Aiming at HIM, want to do at least 4 sessions a week, but hopefully more like 6.
I have been doing 6 x 4 on 2 off intervals with the goal over the year to extend the intervals out to work on raising FTP. Need to get some endurance in there too.
As your aim is HIM, forget the sprints as they are a waste of time. As your goal races are later in the year(correct?), I'd Personally drop the intensity slightly to around 90% FTP (if using power) or approx 85% Max HR and do repeats such as 2x20 mins building to 3 x 20 mins, or other variations such as 2 x 30 mins, 1 x 60 mins. you could do this type of work 2 or 3 x per week if you are focusing on the bike; however if you are still doing intense running, you may only get away with 2 depending upon how you recover.

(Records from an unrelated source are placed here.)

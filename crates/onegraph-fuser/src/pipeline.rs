//! Fusion Pipeline
//!
//! End-to-end driver: propagate types for the example inputs, simplify,
//! calibrate and insert quantization markers, partition, lift quantize
//! nodes and partition again, then install the selected partitions as
//! fusion groups that run through the injected kernel compiler.
//!
//! @version 0.1.0
//! @author `AutomataNexus` Development Team

use std::sync::Arc;

use serde::{Deserialize, Serialize};
use tracing::{debug, info};

use crate::calibration::calibrate;
use crate::compiler::KernelCompiler;
use crate::error::{FuseError, FuseResult};
use crate::interpret::run_graph;
use crate::ir::Graph;
use crate::lift::{lift_quantize, LiftStats};
use crate::partition::{install_fusion_groups, partition};
use crate::propagate::{propagate, propagate_with_inputs};
use crate::quantize::{insert_quant_markers, MarkerStats, QuantConfig};
use crate::runtime::DEFAULT_CACHE_CAPACITY;
use crate::simplify::{SimplifyPass, SimplifyStats, Simplifier};
use crate::value::RtValue;

// =============================================================================
// Configuration
// =============================================================================

/// Pipeline settings.
#[derive(Debug, Clone, Copy, PartialEq, Eq, Serialize, Deserialize)]
pub struct FuserConfig {
    /// Quantization settings; `None` keeps the graph in floating point.
    pub quant: Option<QuantConfig>,
    /// Run quantized compute operators in bf16 between the markers.
    pub int8_bf16: bool,
    /// Fold weight quantization into quantized constants.
    pub freeze: bool,
    /// Rewrite partitions without quantization markers too.
    pub fuse_fp32_bf16: bool,
    /// Lift quantize nodes above layout chains.
    pub enable_lift: bool,
    /// Compiled signatures kept per fusion group.
    pub cache_capacity: usize,
}

impl Default for FuserConfig {
    fn default() -> Self {
        Self {
            quant: None,
            int8_bf16: false,
            freeze: false,
            fuse_fp32_bf16: false,
            enable_lift: true,
            cache_capacity: DEFAULT_CACHE_CAPACITY,
        }
    }
}

impl FuserConfig {
    /// Creates the default configuration.
    pub fn new() -> Self {
        Self::default()
    }

    /// Floating point fusion.
    pub fn fp32() -> Self {
        Self::default().fuse_fp32_bf16(true)
    }

    /// Quantized fusion with the given settings.
    pub fn int8(quant: QuantConfig) -> Self {
        Self::default().quant(quant)
    }

    /// Sets the quantization settings.
    pub fn quant(mut self, quant: QuantConfig) -> Self {
        self.quant = Some(quant);
        self
    }

    /// Enables bf16 compute between quantization markers.
    pub fn int8_bf16(mut self, enabled: bool) -> Self {
        self.int8_bf16 = enabled;
        self
    }

    /// Enables weight folding.
    pub fn freeze(mut self, enabled: bool) -> Self {
        self.freeze = enabled;
        self
    }

    /// Enables rewriting of floating point partitions.
    pub fn fuse_fp32_bf16(mut self, enabled: bool) -> Self {
        self.fuse_fp32_bf16 = enabled;
        self
    }

    /// Enables quantize lifting.
    pub fn enable_lift(mut self, enabled: bool) -> Self {
        self.enable_lift = enabled;
        self
    }

    /// Sets the number of compiled signatures kept per group.
    pub fn cache_capacity(mut self, capacity: usize) -> Self {
        self.cache_capacity = capacity;
        self
    }

    /// Checks the combination of settings.
    pub fn validate(&self) -> FuseResult<()> {
        if self.cache_capacity == 0 {
            return Err(FuseError::InvalidConfig("cache capacity must be at least 1".to_string()));
        }
        match &self.quant {
            Some(quant) => quant.validate(),
            None if self.int8_bf16 => Err(FuseError::InvalidConfig(
                "int8_bf16 requires a quantization config".to_string(),
            )),
            None if self.freeze => Err(FuseError::InvalidConfig(
                "freeze requires a quantization config".to_string(),
            )),
            None => Ok(()),
        }
    }
}

// =============================================================================
// Result
// =============================================================================

/// Summary of a pipeline run.
#[derive(Debug, Clone, Copy, Default, PartialEq, Eq, Serialize, Deserialize)]
pub struct FuseStats {
    /// Simplification rewrites.
    pub simplify: SimplifyStats,
    /// Inserted quantization markers.
    pub markers: MarkerStats,
    /// Quantize lift decisions.
    pub lift: LiftStats,
    /// Partitions found.
    pub partitions: usize,
    /// Partitions installed as fusion groups.
    pub fusion_groups: usize,
}

/// A graph with fusion groups installed, plus the unfused graph it came from.
#[derive(Debug, Clone)]
pub struct FusedGraph {
    /// Graph with fusion groups.
    pub graph: Graph,
    /// The same computation before fusion groups were installed.
    pub reference: Graph,
    /// Pipeline statistics.
    pub stats: FuseStats,
}

impl FusedGraph {
    /// Runs the fused graph.
    pub fn run(&self, inputs: &[RtValue]) -> FuseResult<Vec<RtValue>> {
        run_graph(&self.graph, inputs)
    }

    /// Runs the unfused graph with the reference kernels.
    pub fn run_reference(&self, inputs: &[RtValue]) -> FuseResult<Vec<RtValue>> {
        run_graph(&self.reference, inputs)
    }
}

// =============================================================================
// Pipeline
// =============================================================================

/// Rewrites `graph` into fusion groups.
///
/// Types are specialized to the first example batch; all batches feed
/// calibration when quantization is enabled.
pub fn fuse_graph(
    graph: &Graph,
    example_batches: &[Vec<RtValue>],
    config: &FuserConfig,
    compiler: Arc<dyn KernelCompiler>,
) -> FuseResult<FusedGraph> {
    config.validate()?;
    let mut stats = FuseStats::default();
    let mut graph = graph.clone();
    graph.validate()?;

    match example_batches.first() {
        Some(batch) => propagate_with_inputs(&mut graph, batch)?,
        None => propagate(&mut graph)?,
    }
    stats.simplify = Simplifier::default_passes().run(&mut graph)?;
    propagate(&mut graph)?;

    if let Some(quant) = &config.quant {
        let table = calibrate(&graph, example_batches, quant.activation.kind)?;
        stats.markers = insert_quant_markers(&mut graph, &table, quant, config.int8_bf16)?;

        let mut cleanup = Simplifier::new();
        if config.freeze {
            cleanup.add_pass(SimplifyPass::FoldWeightQuantization);
        }
        cleanup.add_pass(SimplifyPass::EliminateRedundantCasts);
        cleanup.add_pass(SimplifyPass::DeadCodeElimination);
        let cleaned = cleanup.run(&mut graph)?;
        stats.simplify.weights_folded += cleaned.weights_folded;
        stats.simplify.casts_removed += cleaned.casts_removed;
        stats.simplify.dead_nodes_removed += cleaned.dead_nodes_removed;
        propagate(&mut graph)?;
    }

    let mut partitions = partition(&graph);
    if config.enable_lift && config.quant.is_some() {
        stats.lift = lift_quantize(&mut graph, &partitions)?;
        if stats.lift.lifted > 0 {
            propagate(&mut graph)?;
            partitions = partition(&graph);
            debug!(partitions = partitions.len(), "partitioned again after lift");
        }
    }
    graph.validate()?;
    let reference = graph.clone();

    stats.partitions = partitions.len();
    let selected: Vec<_> = partitions
        .into_iter()
        .filter(|p| p.should_rewrite(&graph, config.fuse_fp32_bf16))
        .collect();
    let installed = install_fusion_groups(&mut graph, &selected, &compiler, config.cache_capacity)?;
    stats.fusion_groups = installed.len();
    graph.validate()?;

    info!(
        partitions = stats.partitions,
        fusion_groups = stats.fusion_groups,
        quantized = config.quant.is_some(),
        lifted = stats.lift.lifted,
        "graph fused"
    );
    Ok(FusedGraph {
        graph,
        reference,
        stats,
    })
}

// =============================================================================
// Tests
// =============================================================================

#[cfg(test)]
mod tests {
    use super::*;
    use crate::compiler::ReferenceCompiler;
    use crate::ir::OpKind;
    use crate::query::{check_patterns, count_fusion_groups, count_kind};
    use crate::trace::trace;
    use onegraph_tensor::{DType, Tensor};

    fn compiler() -> Arc<dyn KernelCompiler> {
        Arc::new(ReferenceCompiler::new())
    }

    fn linear_relu() -> Graph {
        trace(|t| {
            let x = t.input("x", DType::F32, &[4, 6]);
            let w = t.constant(Tensor::from_vec((0..18).map(|i| (i as f32 - 9.0) / 20.0).collect(), &[3, 6]).unwrap());
            let b = t.constant(Tensor::from_vec(vec![0.1, 0.0, -0.1], &[3]).unwrap());
            vec![x.linear(&w, Some(&b)).relu()]
        })
    }

    fn batch() -> Vec<RtValue> {
        vec![RtValue::Tensor(
            Tensor::from_vec((0..24).map(|i| (i as f32 * 0.37).sin()).collect(), &[4, 6]).unwrap(),
        )]
    }

    #[test]
    fn test_config_builder_and_validation() {
        let config = FuserConfig::fp32().cache_capacity(2);
        assert!(config.fuse_fp32_bf16);
        assert_eq!(config.cache_capacity, 2);
        assert!(config.validate().is_ok());
        assert!(FuserConfig::new().int8_bf16(true).validate().is_err());
        assert!(FuserConfig::new().freeze(true).validate().is_err());
        assert!(FuserConfig::fp32().cache_capacity(0).validate().is_err());
        assert!(FuserConfig::int8(QuantConfig::default()).int8_bf16(true).validate().is_ok());
    }

    #[test]
    fn test_config_serde() {
        let config = FuserConfig::int8(QuantConfig::default()).freeze(true);
        let json = serde_json::to_string(&config).unwrap();
        let back: FuserConfig = serde_json::from_str(&json).unwrap();
        assert_eq!(back, config);
    }

    #[test]
    fn test_fp32_fusion() {
        let fused = fuse_graph(&linear_relu(), &[batch()], &FuserConfig::fp32(), compiler()).unwrap();
        assert_eq!(count_fusion_groups(&fused.graph), 1);
        assert!(check_patterns(&fused.graph, &[vec![OpKind::Linear, OpKind::Relu]]));
        let out = fused.run(&batch()).unwrap();
        let reference = fused.run_reference(&batch()).unwrap();
        assert_eq!(out[0].as_tensor().unwrap().to_vec(), reference[0].as_tensor().unwrap().to_vec());
    }

    #[test]
    fn test_fp32_without_flag_is_untouched() {
        let fused = fuse_graph(&linear_relu(), &[batch()], &FuserConfig::new(), compiler()).unwrap();
        assert_eq!(count_fusion_groups(&fused.graph), 0);
        assert_eq!(fused.stats.partitions, 1);
    }

    #[test]
    fn test_int8_fusion() {
        let config = FuserConfig::int8(QuantConfig::default());
        let fused = fuse_graph(&linear_relu(), &[batch()], &config, compiler()).unwrap();
        assert_eq!(count_fusion_groups(&fused.graph), 1);
        assert!(check_patterns(
            &fused.graph,
            &[vec![OpKind::Dequantize, OpKind::Linear, OpKind::Relu]]
        ));
        assert_eq!(fused.stats.markers.activations, 1);
        assert_eq!(fused.stats.markers.weights, 1);
    }

    #[test]
    fn test_freeze_folds_weight_quantization() {
        let config = FuserConfig::int8(QuantConfig::default()).freeze(true);
        let fused = fuse_graph(&linear_relu(), &[batch()], &config, compiler()).unwrap();
        assert_eq!(fused.stats.simplify.weights_folded, 1);
        assert_eq!(count_kind(&fused.graph, OpKind::QuantizePerChannel, true), 0);
        assert_eq!(count_fusion_groups(&fused.graph), 1);
    }

    #[test]
    fn test_quantization_requires_examples() {
        let config = FuserConfig::int8(QuantConfig::default());
        let err = fuse_graph(&linear_relu(), &[], &config, compiler()).unwrap_err();
        assert!(matches!(err, FuseError::Calibration(_)));
    }
}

As the races get closer (4 months out), I'd up the intensity to 95-105% FTP, or if not using power, the intensity you could sustain for 60 minutes, and build up to doing 2 or 3 x20 mins with 5-10 mins between each. start off with 3 x 10 mins and increase it each week. There are different ways to approach the final months and they all have their merits. You could do 2 of these sessions per week for approx 2 months and then replace 1 with some V02 work such as 4-5 x 4 mins with 4 min recoveries; or you could continue on doing 2 x sessions @95-105% FTP until you taper.
So if you were riding 4 x per week I'd suggest 2 x interval sessions, 1 x recovery ride and 1 x long steady ride of 3-4 hours.
This is just one method; however it worked for me doing this sort of stuff. Err on the side of caution when doing V02 work as doing it for extended periods often leads to staleness/overtraining. 4-5 weeks is probably enough.
Another session I used to do at th end of a recovery week is to ride for 80kms approx at HIM pace then get off and run 10-12kms at your goal run pace, or slightly quicker. These sessions are great condidence builders!